Я не ел дядю Колю, я ел торт «Прага». Но мой отец дядю Колю съел и, может быть, убил. Уж точно он его любил. Знаете, так оно иногда бывает у крысок.
Я поглядел на дядю Колю, и он помахал мне рукой, обезоруживающе жалко улыбнулся.
Я бы с ним поговорил, но не мог остановиться. Все шел и все думал о папке моем, о красивой цифре, от которой мне не было покоя.
1961–2011.
Часть III. Был мудрым
Глава 20. Тихий ужас
Значит, один из папкиных дядек, звали его Миша, пил и читал немерено, так, что самому было не в радость. Когда его спрашивали, как же так получилось-то, Мишка, что ты делаешь то, что тебе не в радость, да еще и всем другим этим досаждаешь (любил он выпендриться какой-нибудь заученной фразочкой или прийти пьяным под дверь к кому-нибудь из родственников и канючить), тогда он отвечал:
– Я чувствую глубокую вину за человеческую природу. Она повергает меня в тихий ужас.
Видимо потому, что ужас был тихим, Миша не мог кричать, его никак не хотели лечить, а лечиться он хотел, но в дурке и без него хватало по-настоящему больных да поехавших. А если б кричал, его бы немедленно повязали, чтоб не нарушал покой течения социалистической жизни.
Вот, значит, но в целом-то у него все было хорошо, работа-зарплата, жена не гулящая, ну разве что детишек они не прижили.

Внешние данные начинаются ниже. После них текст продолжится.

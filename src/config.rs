use config::{Config, ConfigError, Environment, File};
use rust_decimal::Decimal;
use serde::Deserialize;
use std::path::Path;
use std::time::Duration;

use crate::coordination::BackoffPolicy;
use crate::supervisor::ResourceMonitorConfig;

/// Main configuration structure
#[derive(Debug, Clone, Deserialize)]
pub struct AppConfig {
    #[serde(default)]
    pub supervisor: SupervisorSettings,
    #[serde(default)]
    pub resources: ResourceSettings,
    pub indexer: IndexerSettings,
    pub predictor: PredictorSettings,
    /// One agent is constructed per entry, in listed order
    pub markets: Vec<MarketSettings>,
    #[serde(default)]
    pub logging: LoggingConfig,
}

/// Scheduling-loop and failure-recovery settings
#[derive(Debug, Clone, Deserialize)]
pub struct SupervisorSettings {
    /// Seconds between tick boundaries
    #[serde(default = "default_tick_interval")]
    pub tick_interval_secs: u64,
    /// Per-agent budget within one tick; a timeout counts as a transient
    /// failure
    #[serde(default = "default_agent_timeout")]
    pub agent_timeout_secs: u64,
    /// How long in-flight work may drain after a shutdown signal
    #[serde(default = "default_drain_grace")]
    pub drain_grace_secs: u64,
    /// Consecutive failures before a collaborator circuit opens
    #[serde(default = "default_max_consecutive_failures")]
    pub max_consecutive_failures: u32,
    /// Backoff floor for circuit recovery
    #[serde(default = "default_backoff_base")]
    pub backoff_base_secs: u64,
    /// Backoff ceiling for circuit recovery
    #[serde(default = "default_backoff_max")]
    pub backoff_max_secs: u64,
}

fn default_tick_interval() -> u64 {
    15
}

fn default_agent_timeout() -> u64 {
    10
}

fn default_drain_grace() -> u64 {
    30
}

fn default_max_consecutive_failures() -> u32 {
    5
}

fn default_backoff_base() -> u64 {
    5
}

fn default_backoff_max() -> u64 {
    300
}

impl Default for SupervisorSettings {
    fn default() -> Self {
        Self {
            tick_interval_secs: default_tick_interval(),
            agent_timeout_secs: default_agent_timeout(),
            drain_grace_secs: default_drain_grace(),
            max_consecutive_failures: default_max_consecutive_failures(),
            backoff_base_secs: default_backoff_base(),
            backoff_max_secs: default_backoff_max(),
        }
    }
}

impl SupervisorSettings {
    pub fn tick_interval(&self) -> Duration {
        Duration::from_secs(self.tick_interval_secs)
    }

    pub fn agent_timeout(&self) -> Duration {
        Duration::from_secs(self.agent_timeout_secs)
    }

    pub fn drain_grace(&self) -> Duration {
        Duration::from_secs(self.drain_grace_secs)
    }

    pub fn backoff(&self) -> BackoffPolicy {
        BackoffPolicy::new(
            Duration::from_secs(self.backoff_base_secs),
            Duration::from_secs(self.backoff_max_secs),
        )
    }
}

/// Resource monitor thresholds
#[derive(Debug, Clone, Deserialize)]
pub struct ResourceSettings {
    #[serde(default = "default_memory_warning_mb")]
    pub memory_warning_mb: u64,
    #[serde(default = "default_memory_ceiling_mb")]
    pub memory_ceiling_mb: u64,
    #[serde(default = "default_sample_retention")]
    pub sample_retention: usize,
    #[serde(default = "default_baseline_ticks")]
    pub baseline_ticks: usize,
    #[serde(default = "default_degradation_factor")]
    pub degradation_factor: f64,
}

fn default_memory_warning_mb() -> u64 {
    1000
}

fn default_memory_ceiling_mb() -> u64 {
    4096
}

fn default_sample_retention() -> usize {
    100
}

fn default_baseline_ticks() -> usize {
    10
}

fn default_degradation_factor() -> f64 {
    2.0
}

impl Default for ResourceSettings {
    fn default() -> Self {
        Self {
            memory_warning_mb: default_memory_warning_mb(),
            memory_ceiling_mb: default_memory_ceiling_mb(),
            sample_retention: default_sample_retention(),
            baseline_ticks: default_baseline_ticks(),
            degradation_factor: default_degradation_factor(),
        }
    }
}

impl ResourceSettings {
    pub fn monitor_config(&self) -> ResourceMonitorConfig {
        ResourceMonitorConfig {
            warning_threshold_mb: self.memory_warning_mb,
            ceiling_mb: self.memory_ceiling_mb,
            retention: self.sample_retention,
            baseline_ticks: self.baseline_ticks,
            degradation_factor: self.degradation_factor,
        }
    }
}

/// Blockchain indexer endpoint
#[derive(Debug, Clone, Deserialize)]
pub struct IndexerSettings {
    pub base_url: String,
    #[serde(default = "default_network")]
    pub network: String,
    #[serde(default = "default_request_timeout")]
    pub request_timeout_secs: u64,
    /// Trailing window of history fetched for volatility estimation
    #[serde(default = "default_history_lookback")]
    pub history_lookback_secs: u64,
}

fn default_network() -> String {
    "mainnet".to_string()
}

fn default_request_timeout() -> u64 {
    10
}

fn default_history_lookback() -> u64 {
    3600
}

impl IndexerSettings {
    pub fn request_timeout(&self) -> Duration {
        Duration::from_secs(self.request_timeout_secs)
    }

    pub fn history_lookback(&self) -> Duration {
        Duration::from_secs(self.history_lookback_secs)
    }
}

/// Prediction service endpoint and gating
#[derive(Debug, Clone, Deserialize)]
pub struct PredictorSettings {
    pub base_url: String,
    pub model_id: String,
    /// Bearer token; prefer `HELMSMAN_PREDICTOR__API_KEY` over config files
    #[serde(default)]
    pub api_key: String,
    #[serde(default = "default_horizon")]
    pub horizon_secs: u64,
    /// Predictions below this confidence are ignored
    #[serde(default = "default_min_confidence")]
    pub min_confidence: Decimal,
    #[serde(default = "default_request_timeout")]
    pub request_timeout_secs: u64,
}

fn default_horizon() -> u64 {
    300
}

fn default_min_confidence() -> Decimal {
    Decimal::new(6, 1) // 0.6
}

impl PredictorSettings {
    pub fn horizon(&self) -> Duration {
        Duration::from_secs(self.horizon_secs)
    }

    pub fn request_timeout(&self) -> Duration {
        Duration::from_secs(self.request_timeout_secs)
    }
}

/// Per-market agent settings
#[derive(Debug, Clone, Deserialize)]
pub struct MarketSettings {
    pub id: String,
    pub min_trade_size: Decimal,
    pub max_trade_size: Decimal,
    /// Taker fee as a fraction of notional
    #[serde(default = "default_fee_rate")]
    pub fee_rate: Decimal,
    /// Minimum net edge required to act
    #[serde(default = "default_min_edge")]
    pub min_edge: Decimal,
    pub risk: RiskParameters,
}

fn default_fee_rate() -> Decimal {
    Decimal::new(1, 3) // 0.001
}

fn default_min_edge() -> Decimal {
    Decimal::new(5, 3) // 0.005
}

/// Risk limits for one market. Immutable after load; shared read-only
/// between the agent and the supervisor.
#[derive(Debug, Clone, Deserialize)]
pub struct RiskParameters {
    /// Largest position (base units) the agent may hold
    pub max_position_size: Decimal,
    /// Worst acceptable fill as a fraction away from mid
    pub max_slippage: Decimal,
    /// Stop distance as a fraction of entry price
    pub stop_loss: Decimal,
    #[serde(default = "default_max_daily_trades")]
    pub max_daily_trades: u32,
    /// Trading pause after a loss streak
    #[serde(default = "default_cooldown_secs")]
    pub cooldown_secs: u64,
    /// Losses in a row before the cooldown engages
    #[serde(default = "default_max_consecutive_losses")]
    pub max_consecutive_losses: u32,
}

fn default_max_daily_trades() -> u32 {
    10
}

fn default_cooldown_secs() -> u64 {
    300
}

fn default_max_consecutive_losses() -> u32 {
    3
}

impl RiskParameters {
    pub fn cooldown(&self) -> Duration {
        Duration::from_secs(self.cooldown_secs)
    }
}

#[derive(Debug, Clone, Deserialize, Default)]
pub struct LoggingConfig {
    /// Log level (trace, debug, info, warn, error)
    #[serde(default = "default_log_level")]
    pub level: String,
    /// Enable JSON formatted logs
    #[serde(default)]
    pub json: bool,
    /// Directory for rotated log files; console-only when unset
    #[serde(default)]
    pub directory: Option<String>,
}

fn default_log_level() -> String {
    "info".to_string()
}

impl AppConfig {
    /// Load configuration from files and environment
    pub fn load() -> Result<Self, ConfigError> {
        Self::load_from("config")
    }

    /// Load configuration from a specific directory
    pub fn load_from<P: AsRef<Path>>(config_dir: P) -> Result<Self, ConfigError> {
        let config_dir = config_dir.as_ref();

        let builder = Config::builder()
            // Load default config file
            .add_source(File::from(config_dir.join("default.toml")).required(false))
            // Load environment-specific config (e.g. config/production.toml)
            .add_source(
                File::from(config_dir.join(
                    std::env::var("HELMSMAN_ENV").unwrap_or_else(|_| "development".to_string()),
                ))
                .required(false),
            )
            // Override with environment variables (HELMSMAN_INDEXER__BASE_URL, etc.)
            .add_source(
                Environment::with_prefix("HELMSMAN")
                    .separator("__")
                    .try_parsing(true),
            );

        builder.build()?.try_deserialize()
    }

    /// Validate configuration values
    pub fn validate(&self) -> Result<(), Vec<String>> {
        let mut errors = Vec::new();

        if self.supervisor.tick_interval_secs == 0 {
            errors.push("tick_interval_secs must be positive".to_string());
        }

        if self.supervisor.backoff_base_secs > self.supervisor.backoff_max_secs {
            errors.push("backoff_base_secs must not exceed backoff_max_secs".to_string());
        }

        if self.resources.memory_warning_mb > self.resources.memory_ceiling_mb {
            errors.push("memory_warning_mb must not exceed memory_ceiling_mb".to_string());
        }

        if self.indexer.base_url.is_empty() {
            errors.push("indexer.base_url is required".to_string());
        }

        if self.predictor.base_url.is_empty() {
            errors.push("predictor.base_url is required".to_string());
        }

        if self.predictor.model_id.is_empty() {
            errors.push("predictor.model_id is required".to_string());
        }

        if self.predictor.api_key.is_empty() {
            errors.push(
                "predictor API key is required (set HELMSMAN_PREDICTOR__API_KEY)".to_string(),
            );
        }

        if self.predictor.min_confidence <= Decimal::ZERO
            || self.predictor.min_confidence > Decimal::ONE
        {
            errors.push("predictor.min_confidence must be in (0, 1]".to_string());
        }

        if self.markets.is_empty() {
            errors.push("at least one market must be configured".to_string());
        }

        for market in &self.markets {
            let id = &market.id;

            if market.min_trade_size > market.max_trade_size {
                errors.push(format!("{id}: min_trade_size exceeds max_trade_size"));
            }

            if market.risk.max_position_size <= Decimal::ZERO {
                errors.push(format!("{id}: max_position_size must be positive"));
            }

            if market.risk.max_slippage < Decimal::ZERO || market.risk.max_slippage >= Decimal::ONE
            {
                errors.push(format!("{id}: max_slippage must be in [0, 1)"));
            }

            if market.risk.stop_loss <= Decimal::ZERO || market.risk.stop_loss >= Decimal::ONE {
                errors.push(format!("{id}: stop_loss must be in (0, 1)"));
            }

            if market.risk.max_daily_trades == 0 {
                errors.push(format!("{id}: max_daily_trades must be positive"));
            }
        }

        if errors.is_empty() {
            Ok(())
        } else {
            Err(errors)
        }
    }
}

#[cfg(test)]
mod tests {
    use super::*;
    use rust_decimal_macros::dec;

    pub(crate) fn sample_market(id: &str) -> MarketSettings {
        MarketSettings {
            id: id.to_string(),
            min_trade_size: dec!(0.1),
            max_trade_size: dec!(5),
            fee_rate: default_fee_rate(),
            min_edge: default_min_edge(),
            risk: RiskParameters {
                max_position_size: dec!(10),
                max_slippage: dec!(0.01),
                stop_loss: dec!(0.05),
                max_daily_trades: 10,
                cooldown_secs: 300,
                max_consecutive_losses: 3,
            },
        }
    }

    fn sample_config() -> AppConfig {
        AppConfig {
            supervisor: SupervisorSettings::default(),
            resources: ResourceSettings::default(),
            indexer: IndexerSettings {
                base_url: "https://indexer.example".to_string(),
                network: default_network(),
                request_timeout_secs: default_request_timeout(),
                history_lookback_secs: default_history_lookback(),
            },
            predictor: PredictorSettings {
                base_url: "https://api.allora.example".to_string(),
                model_id: "model-7".to_string(),
                api_key: "key".to_string(),
                horizon_secs: default_horizon(),
                min_confidence: default_min_confidence(),
                request_timeout_secs: default_request_timeout(),
            },
            markets: vec![sample_market("inj-usdt")],
            logging: LoggingConfig::default(),
        }
    }

    #[test]
    fn test_sample_config_is_valid() {
        assert!(sample_config().validate().is_ok());
    }

    #[test]
    fn test_validation_collects_all_errors() {
        let mut config = sample_config();
        config.markets.clear();
        config.predictor.api_key.clear();
        config.supervisor.backoff_base_secs = 600;

        let errors = config.validate().unwrap_err();
        assert_eq!(errors.len(), 3);
    }

    #[test]
    fn test_market_risk_validation() {
        let mut config = sample_config();
        config.markets[0].risk.max_position_size = dec!(0);
        config.markets[0].risk.stop_loss = dec!(1.5);

        let errors = config.validate().unwrap_err();
        assert!(errors.iter().any(|e| e.contains("max_position_size")));
        assert!(errors.iter().any(|e| e.contains("stop_loss")));
    }

    #[test]
    fn test_supervisor_durations() {
        let settings = SupervisorSettings::default();
        assert_eq!(settings.tick_interval(), Duration::from_secs(15));
        assert_eq!(settings.backoff().base_delay(), Duration::from_secs(5));
        assert_eq!(settings.backoff().max_delay(), Duration::from_secs(300));
    }
}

Миша считал великим грехом приводить в мир еще одного человека (а тем более двух, бывают ведь близнецы).
– Какой толк, – говорил Миша. – Чтобы человек пришел на землю, немного погрешил и непременно умер.
Не был он сильно верующим, скорее «грех» у него был нечистотой, общей измызганностью, изгвазданностью человеческой души годам этак к сорока. Когда ему говорили о детях, он горько плакал.
Родственники, конечно, его всячески этим давили. Надо же продолжить род, ответственность есть перед миром и все такое прочее, делай-ка крысят, да побольше, пооперативнее.
На что Миша отвечал:
– Я люблю своих детей. Я люблю самую идею своих детей, каждого из возможных, и только поэтому я никогда не дам им родиться.
И вот однажды мой пьяный в слюни отец, рассказывая эту историю, сказал вот что:
– Мишку я в какой-то степени понимаю. Понял хорошо, когда ты родился. Но вот что я подумал: если по-настоящему любящий родитель никогда не даст ребенку появиться на свет, любил ли нас Бог?
– Ну, он не знал, что все пойдет не так, и вообще мы у него скорее незапланированные дети, я так думаю.
Отец закурил, глянул на меня.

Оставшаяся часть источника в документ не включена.